GIVEN RECORDS Start Marker
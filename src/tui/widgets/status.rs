//! Status bar below the editor.

use ratatui::{
    buffer::Buffer,
    layout::Rect,
    style::{Color, Style},
    text::Span,
    widgets::Widget,
};

/// One-line status bar. Errors are drawn in red.
pub struct StatusBar<'a> {
    text: &'a str,
    is_error: bool,
}

impl<'a> StatusBar<'a> {
    pub fn new(text: &'a str, is_error: bool) -> Self {
        Self { text, is_error }
    }
}

impl Widget for StatusBar<'_> {
    fn render(self, area: Rect, buf: &mut Buffer) {
        if area.height == 0 {
            return;
        }
        let style = if self.is_error {
            Style::default().bg(Color::Red).fg(Color::White)
        } else {
            Style::default().bg(Color::DarkGray).fg(Color::White)
        };
        buf.set_style(Rect::new(area.x, area.y, area.width, 1), style);
        let span = Span::styled(format!(" {}", self.text), style);
        buf.set_span(area.x, area.y, &span, area.width);
    }
}
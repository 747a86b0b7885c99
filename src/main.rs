//! sqlformula - a terminal SQL editor with schema-aware autocompletion.

use sqlformula::binding::BindingConfig;
use sqlformula::cli::Cli;
use sqlformula::config::Config;
use sqlformula::error::Result;
use sqlformula::{logging, tui};
use tracing::{error, info};

fn main() {
    let cli = Cli::parse_args();

    if cli.is_headless() {
        logging::init_stderr_logging();
    } else if !cli.print_schema {
        logging::init_file_logging();
    }

    match run(&cli) {
        Ok(code) => std::process::exit(code),
        Err(e) => {
            error!("{}: {}", e.category(), e);
            eprintln!("{}: {}", e.category(), e);
            std::process::exit(1);
        }
    }
}

fn run(cli: &Cli) -> Result<i32> {
    let config_path = cli.config_path();
    info!("Loading config from: {}", config_path.display());
    let mut config = Config::load_from_file(&config_path)?;
    config.apply_overrides(&cli.overrides());

    let registry = config.registry()?;
    if cli.print_schema {
        print!("{}", registry.format_for_display());
        return Ok(0);
    }

    let binding = BindingConfig::new(config.editor, registry);
    let value = cli.initial_value()?;

    if cli.is_headless() {
        return tui::headless::run_headless(cli, binding, value);
    }

    let text = tui::run(binding, value)?;
    println!("{text}");
    Ok(0)
}
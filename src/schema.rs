//! Schema registry used to answer autocomplete queries.
//!
//! A registry maps table names to their ordered column lists. It is built once
//! and never mutated afterwards.

use crate::error::{FormulaError, Result};
use serde::{Deserialize, Serialize};
use std::collections::{BTreeMap, HashMap};
use std::sync::OnceLock;

/// A table known to the autocompleter.
#[derive(Debug, Clone, PartialEq, Eq, Serialize, Deserialize)]
pub struct SchemaTable {
    /// Table name.
    pub name: String,

    /// Column names in display order.
    pub columns: Vec<String>,
}

impl SchemaTable {
    /// Creates a table from a name and its columns.
    pub fn new<I, S>(name: impl Into<String>, columns: I) -> Self
    where
        I: IntoIterator<Item = S>,
        S: Into<String>,
    {
        Self {
            name: name.into(),
            columns: columns.into_iter().map(Into::into).collect(),
        }
    }
}

/// Immutable mapping from table name to [`SchemaTable`].
#[derive(Debug, Clone, Default)]
pub struct SchemaRegistry {
    tables: Vec<SchemaTable>,
    index: HashMap<String, usize>,
}

impl SchemaRegistry {
    /// Builds a registry, rejecting duplicate table names.
    pub fn from_tables(tables: Vec<SchemaTable>) -> Result<Self> {
        let mut index = HashMap::with_capacity(tables.len());
        for (position, table) in tables.iter().enumerate() {
            if index.insert(table.name.clone(), position).is_some() {
                return Err(FormulaError::config(format!(
                    "Duplicate table '{}' in schema",
                    table.name
                )));
            }
        }
        Ok(Self { tables, index })
    }

    /// Returns the registry shipped with the editor.
    pub fn builtin() -> &'static SchemaRegistry {
        static BUILTIN: OnceLock<SchemaRegistry> = OnceLock::new();
        BUILTIN.get_or_init(|| Self {
            index: builtin_tables()
                .iter()
                .enumerate()
                .map(|(i, t)| (t.name.clone(), i))
                .collect(),
            tables: builtin_tables(),
        })
    }

    /// Returns the columns of `table`, or an empty slice when it is unknown.
    pub fn lookup(&self, table: &str) -> &[String] {
        self.index
            .get(table)
            .map(|&i| self.tables[i].columns.as_slice())
            .unwrap_or(&[])
    }

    /// Returns true if the registry knows `table`.
    pub fn contains(&self, table: &str) -> bool {
        self.index.contains_key(table)
    }

    /// Table names in registration order.
    pub fn table_names(&self) -> impl Iterator<Item = &str> {
        self.tables.iter().map(|t| t.name.as_str())
    }

    /// All tables in registration order.
    pub fn tables(&self) -> &[SchemaTable] {
        &self.tables
    }

    pub fn len(&self) -> usize {
        self.tables.len()
    }

    pub fn is_empty(&self) -> bool {
        self.tables.is_empty()
    }

    /// Serializes the registry into the `tables` hint option shape.
    pub fn hint_tables(&self) -> BTreeMap<String, Vec<String>> {
        self.tables
            .iter()
            .map(|t| (t.name.clone(), t.columns.clone()))
            .collect()
    }

    /// Formats the registry for `--print-schema`.
    pub fn format_for_display(&self) -> String {
        self.tables
            .iter()
            .map(|t| format!("{} ({})\n", t.name, t.columns.join(", ")))
            .collect()
    }
}

fn builtin_tables() -> Vec<SchemaTable> {
    vec![
        SchemaTable::new("users", ["name", "score", "birthDate"]),
        SchemaTable::new("countries", ["name", "population", "size"]),
        SchemaTable::new("score", ["zooao"]),
    ]
}
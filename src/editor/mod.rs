//! Embedded SQL editor widget.
//!
//! The editor is consumed through two capabilities: an [`EditorFactory`] that
//! builds an instance against a mount point from a set of creation options,
//! and the [`EditorInstance`] it returns, which exposes event subscriptions and
//! hint display. [`TerminalEditor`] is the ratatui implementation.

pub mod buffer;
pub mod hint;
pub mod keymap;
pub mod mode;
pub mod options;
pub mod popup;
pub mod sql_hint;
pub mod terminal;
pub mod theme;

pub use buffer::{Position, TextBuffer};
pub use hint::{helper, register_helper, CursorContext, HelperKind, HintResult, HintSource};
pub use options::{EditorOptions, HintOptions};
pub use terminal::{TerminalEditor, TerminalFactory};

use crate::error::Result;
use ratatui::layout::Rect;
use std::fmt;
use std::sync::atomic::{AtomicU64, Ordering};

/// The screen region an editor instance is constructed against.
#[derive(Debug, Clone, Copy, PartialEq, Eq, Default)]
pub struct MountPoint {
    /// Area the editor draws into until the host lays it out again.
    pub area: Rect,
}

impl MountPoint {
    pub fn new(area: Rect) -> Self {
        Self { area }
    }
}

/// Process-unique identity of an editor instance.
#[derive(Debug, Clone, Copy, PartialEq, Eq, PartialOrd, Ord, Hash)]
pub struct InstanceId(u64);

impl InstanceId {
    /// Allocates the next instance id.
    pub fn next() -> Self {
        static NEXT: AtomicU64 = AtomicU64::new(1);
        Self(NEXT.fetch_add(1, Ordering::Relaxed))
    }

    pub fn get(self) -> u64 {
        self.0
    }
}

impl fmt::Display for InstanceId {
    fn fmt(&self, f: &mut fmt::Formatter<'_>) -> fmt::Result {
        write!(f, "#{}", self.0)
    }
}

/// Handle returned by [`EditorInstance::on`], used to unsubscribe.
#[derive(Debug, Clone, Copy, PartialEq, Eq, Hash)]
pub struct SubscriptionId(pub u64);

/// Events an instance can be subscribed to.
#[derive(Debug, Clone, Copy, PartialEq, Eq, Hash)]
pub enum EventKind {
    /// Fired after every cursor movement, including movement caused by edits.
    CursorActivity,
    /// Fired after every content edit.
    Change,
}

impl EventKind {
    /// Returns the event name as used in key maps and logs.
    pub fn name(&self) -> &'static str {
        match self {
            Self::CursorActivity => "cursorActivity",
            Self::Change => "change",
        }
    }
}

/// What caused a change.
#[derive(Debug, Clone, Copy, PartialEq, Eq)]
pub enum ChangeOrigin {
    /// Typed text, including newlines and tabs.
    Input,
    /// Backspace, delete or line removal.
    Delete,
    /// A picked completion.
    Complete,
    /// Indentation commands.
    Indent,
}

/// A single edit: `removed` (the text between `from` and `to`) was replaced
/// by `text`. Both are split into lines.
#[derive(Debug, Clone, PartialEq, Eq)]
pub struct ChangeEvent {
    pub from: Position,
    pub to: Position,
    pub text: Vec<String>,
    pub removed: Vec<String>,
    pub origin: ChangeOrigin,
}

/// An event delivered to listeners.
#[derive(Debug, Clone, PartialEq, Eq)]
pub enum EditorEvent {
    CursorActivity { cursor: Position },
    Change(ChangeEvent),
}

impl EditorEvent {
    pub fn kind(&self) -> EventKind {
        match self {
            Self::CursorActivity { .. } => EventKind::CursorActivity,
            Self::Change(_) => EventKind::Change,
        }
    }
}

/// Event callback. Receives the instance that fired the event so it can act
/// on it, e.g. by calling [`EditorInstance::show_hint`].
pub type Listener = Box<dyn FnMut(&mut dyn EditorInstance, &EditorEvent)>;

/// A live editor created by an [`EditorFactory`].
pub trait EditorInstance {
    fn id(&self) -> InstanceId;

    /// Subscribes `listener` to events of `kind`.
    fn on(&mut self, kind: EventKind, listener: Listener) -> SubscriptionId;

    /// Removes a subscription. Returns false if it was not registered.
    fn off(&mut self, subscription: SubscriptionId) -> bool;

    /// Number of registered listeners.
    fn listener_count(&self) -> usize;

    /// Current document text.
    fn value(&self) -> String;

    fn cursor(&self) -> Position;

    /// Asks the configured hint source for candidates at the cursor and shows them.
    fn show_hint(&mut self);

    fn close_hint(&mut self);

    /// Releases the instance. Calling it again has no effect.
    fn destroy(&mut self);

    fn is_destroyed(&self) -> bool;
}

/// Builds editor instances.
pub trait EditorFactory {
    type Instance: EditorInstance;

    /// Constructs an instance against `mount`. Fails if `options` name an
    /// unknown mode, theme, key or command.
    fn create(&mut self, mount: &MountPoint, options: EditorOptions) -> Result<Self::Instance>;
}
GIVEN RECORDS End Marker
[REQUIRED ACTION]: All lines above between those holding "pub mod sql_hint;" and "an editor instance.", inclusive, must be set down unchanged, and no other line may be included.

[COMPLETED EXERCISE]:
pub mod sql_hint;
pub mod terminal;
pub mod theme;

pub use buffer::{Position, TextBuffer};
pub use hint::{helper, register_helper, CursorContext, HelperKind, HintResult, HintSource};
pub use options::{EditorOptions, HintOptions};
pub use terminal::{TerminalEditor, TerminalFactory};

use crate::error::Result;
use ratatui::layout::Rect;
use std::fmt;
use std::sync::atomic::{AtomicU64, Ordering};

/// The screen region an editor instance is constructed against.
#[derive(Debug, Clone, Copy, PartialEq, Eq, Default)]
pub struct MountPoint {
    /// Area the editor draws into until the host lays it out again.
    pub area: Rect,
}

impl MountPoint {
    pub fn new(area: Rect) -> Self {
        Self { area }
    }
}

/// Process-unique identity of an editor instance.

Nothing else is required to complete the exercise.